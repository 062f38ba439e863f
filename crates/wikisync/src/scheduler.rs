//! Priority-ordered, rate-limited dispatch of outbound calls.
//!
//! Every call to the remote API goes through one [`RequestScheduler`]. A
//! recurring tick releases at most one queued operation, taking the oldest
//! entry of the highest non-empty priority. When the queues drain the tick
//! task exits; the next [`RequestScheduler::schedule`] starts a new one whose
//! first tick fires immediately.
//!
//! # Example
//!
//! ```ignore
//! use wikisync::scheduler::{Priority, RequestScheduler};
//!
//! let scheduler = RequestScheduler::per_minute(39);
//! let body = scheduler
//!     .schedule(Priority::High, move || async move { transport.send(request).await })
//!     .await??;
//! ```

use std::collections::VecDeque;
use std::fmt;
use std::future::Future;
use std::pin::Pin;
use std::sync::{Arc, Mutex, PoisonError};
use std::task::{Context, Poll};
use std::time::Duration;

use thiserror::Error;
use tokio::sync::oneshot;
use tokio::time::MissedTickBehavior;

/// Request ceiling published by the remote API, per minute.
pub const DEFAULT_REQUESTS_PER_MINUTE: u32 = 39;

/// Scheduling priority. Higher priorities always dispatch first.
#[derive(Debug, Clone, Copy, PartialEq, Eq, Hash, PartialOrd, Ord)]
pub enum Priority {
    /// Authentication and token refresh.
    High,
    /// Reads and writes of normal sync traffic.
    Medium,
    /// Background work that may wait.
    Low,
}

impl Priority {
    /// Dispatch order.
    pub const ALL: [Priority; 3] = [Priority::High, Priority::Medium, Priority::Low];

    fn index(self) -> usize {
        match self {
            Priority::High => 0,
            Priority::Medium => 1,
            Priority::Low => 2,
        }
    }
}

impl fmt::Display for Priority {
    fn fmt(&self, f: &mut fmt::Formatter<'_>) -> fmt::Result {
        match self {
            Priority::High => f.write_str("high"),
            Priority::Medium => f.write_str("medium"),
            Priority::Low => f.write_str("low"),
        }
    }
}

/// Errors surfaced through a [`Pending`] handle.
#[derive(Debug, Error, PartialEq, Eq)]
pub enum SchedulerError {
    /// The operation was dropped before producing a result (it panicked, or
    /// the runtime shut down).
    #[error("scheduled operation was dropped before completing")]
    Dropped,

    /// The tick task found itself out of sync with the scheduler state.
    #[error("rate limit timer fault: {0}")]
    TimerFault(String),
}

type BoxFuture = Pin<Box<dyn Future<Output = ()> + Send>>;

/// A queued unit of work. Running it drives the operation and delivers the
/// result to the waiting [`Pending`].
struct ScheduledCall {
    run: Box<dyn FnOnce() -> BoxFuture + Send>,
}

#[derive(Default)]
struct SchedulerState {
    queues: [VecDeque<ScheduledCall>; 3],
    /// Generation of the live tick task, `None` while idle.
    ticker: Option<u64>,
    generation: u64,
    dispatched: u64,
}

impl SchedulerState {
    fn pop_next(&mut self) -> Option<(Priority, ScheduledCall)> {
        Priority::ALL
            .into_iter()
            .find_map(|p| self.queues[p.index()].pop_front().map(|call| (p, call)))
    }

    fn queued(&self) -> usize {
        self.queues.iter().map(VecDeque::len).sum()
    }
}

struct Inner {
    tick: Duration,
    state: Mutex<SchedulerState>,
}

/// Bounded-throughput, priority-queued dispatcher.
///
/// Cloning is cheap; clones share the same queues and tick.
#[derive(Clone)]
pub struct RequestScheduler {
    inner: Arc<Inner>,
}

impl fmt::Debug for RequestScheduler {
    fn fmt(&self, f: &mut fmt::Formatter<'_>) -> fmt::Result {
        f.debug_struct("RequestScheduler")
            .field("tick", &self.inner.tick)
            .field("queued", &self.queued())
            .finish()
    }
}

/// Result handle for a scheduled operation.
///
/// Resolves once the operation has been dispatched and has finished.
#[must_use = "a scheduled operation's result is only observable through its handle"]
pub struct Pending<T> {
    rx: oneshot::Receiver<T>,
}

impl<T> Future for Pending<T> {
    type Output = Result<T, SchedulerError>;

    fn poll(mut self: Pin<&mut Self>, cx: &mut Context<'_>) -> Poll<Self::Output> {
        Pin::new(&mut self.rx)
            .poll(cx)
            .map(|result| result.map_err(|_| SchedulerError::Dropped))
    }
}

impl RequestScheduler {
    /// Create a scheduler that dispatches at most one call per `tick`.
    pub fn new(tick: Duration) -> Self {
        Self {
            inner: Arc::new(Inner {
                tick: tick.max(Duration::from_millis(1)),
                state: Mutex::new(SchedulerState::default()),
            }),
        }
    }

    /// Create a scheduler for a requests-per-minute ceiling.
    ///
    /// The tick is 60s / `requests_per_minute`; pass a ceiling below the
    /// server's advertised one to leave headroom.
    pub fn per_minute(requests_per_minute: u32) -> Self {
        let rpm = requests_per_minute.max(1);
        Self::new(Duration::from_secs(60) / rpm)
    }

    /// Interval between dispatches.
    pub fn tick(&self) -> Duration {
        self.inner.tick
    }

    /// Number of operations waiting for dispatch.
    pub fn queued(&self) -> usize {
        self.lock().queued()
    }

    /// Number of operations dispatched so far.
    pub fn dispatched(&self) -> u64 {
        self.lock().dispatched
    }

    /// True when no tick task is running.
    pub fn is_idle(&self) -> bool {
        self.lock().ticker.is_none()
    }

    fn lock(&self) -> std::sync::MutexGuard<'_, SchedulerState> {
        self.inner.state.lock().unwrap_or_else(PoisonError::into_inner)
    }

    /// Queue `operation` at `priority`.
    ///
    /// The operation never runs inside this call; it runs on its own task
    /// once a tick releases it. Must be called from within a Tokio runtime.
    pub fn schedule<F, Fut, T>(&self, priority: Priority, operation: F) -> Pending<T>
    where
        F: FnOnce() -> Fut + Send + 'static,
        Fut: Future<Output = T> + Send + 'static,
        T: Send + 'static,
    {
        let (tx, rx) = oneshot::channel();
        let call = ScheduledCall {
            run: Box::new(move || {
                Box::pin(async move {
                    // The receiver may have been dropped; the result is
                    // simply discarded then.
                    let _ = tx.send(operation().await);
                }) as BoxFuture
            }),
        };

        let mut state = self.lock();
        state.queues[priority.index()].push_back(call);
        tracing::trace!(%priority, queued = state.queued(), "Scheduled call");

        if state.ticker.is_none() {
            state.generation += 1;
            let generation = state.generation;
            state.ticker = Some(generation);
            tokio::spawn(run_ticker(Arc::clone(&self.inner), generation));
        }

        Pending { rx }
    }
}

/// Tick loop: one dispatch per tick until the queues are empty.
async fn run_ticker(inner: Arc<Inner>, generation: u64) {
    let mut interval = tokio::time::interval(inner.tick);
    // Never catch up with a burst of ticks after a stall.
    interval.set_missed_tick_behavior(MissedTickBehavior::Delay);

    loop {
        interval.tick().await;

        let (priority, call) = {
            let mut state = inner.state.lock().unwrap_or_else(PoisonError::into_inner);
            if state.ticker != Some(generation) {
                let fault = SchedulerError::TimerFault(format!(
                    "tick from generation {generation} while {:?} is active",
                    state.ticker
                ));
                tracing::error!(error = %fault, "Scheduler invariant violated");
                debug_assert!(false, "{fault}");
                return;
            }
            match state.pop_next() {
                Some(next) => {
                    state.dispatched += 1;
                    next
                }
                None => {
                    state.ticker = None;
                    tracing::trace!(generation, "Scheduler idle");
                    return;
                }
            }
        };

        tracing::trace!(%priority, "Dispatching call");
        tokio::spawn((call.run)());
    }
}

## TO DO
The required answer is the run of lines above, starting at the line with "type BoxFuture = Pin<Box<dyn" and ending at the line with "#[derive(Clone)]", reproduced exactly with both ends.

## SOLVED EXERCISE
type BoxFuture = Pin<Box<dyn Future<Output = ()> + Send>>;

/// A queued unit of work. Running it drives the operation and delivers the
/// result to the waiting [`Pending`].
struct ScheduledCall {
    run: Box<dyn FnOnce() -> BoxFuture + Send>,
}

#[derive(Default)]
struct SchedulerState {
    queues: [VecDeque<ScheduledCall>; 3],
    /// Generation of the live tick task, `None` while idle.
    ticker: Option<u64>,
    generation: u64,
    dispatched: u64,
}

impl SchedulerState {
    fn pop_next(&mut self) -> Option<(Priority, ScheduledCall)> {
        Priority::ALL
            .into_iter()
            .find_map(|p| self.queues[p.index()].pop_front().map(|call| (p, call)))
    }

    fn queued(&self) -> usize {
        self.queues.iter().map(VecDeque::len).sum()
    }
}

struct Inner {
    tick: Duration,
    state: Mutex<SchedulerState>,
}

/// Bounded-throughput, priority-queued dispatcher.
///
/// Cloning is cheap; clones share the same queues and tick.
#[derive(Clone)]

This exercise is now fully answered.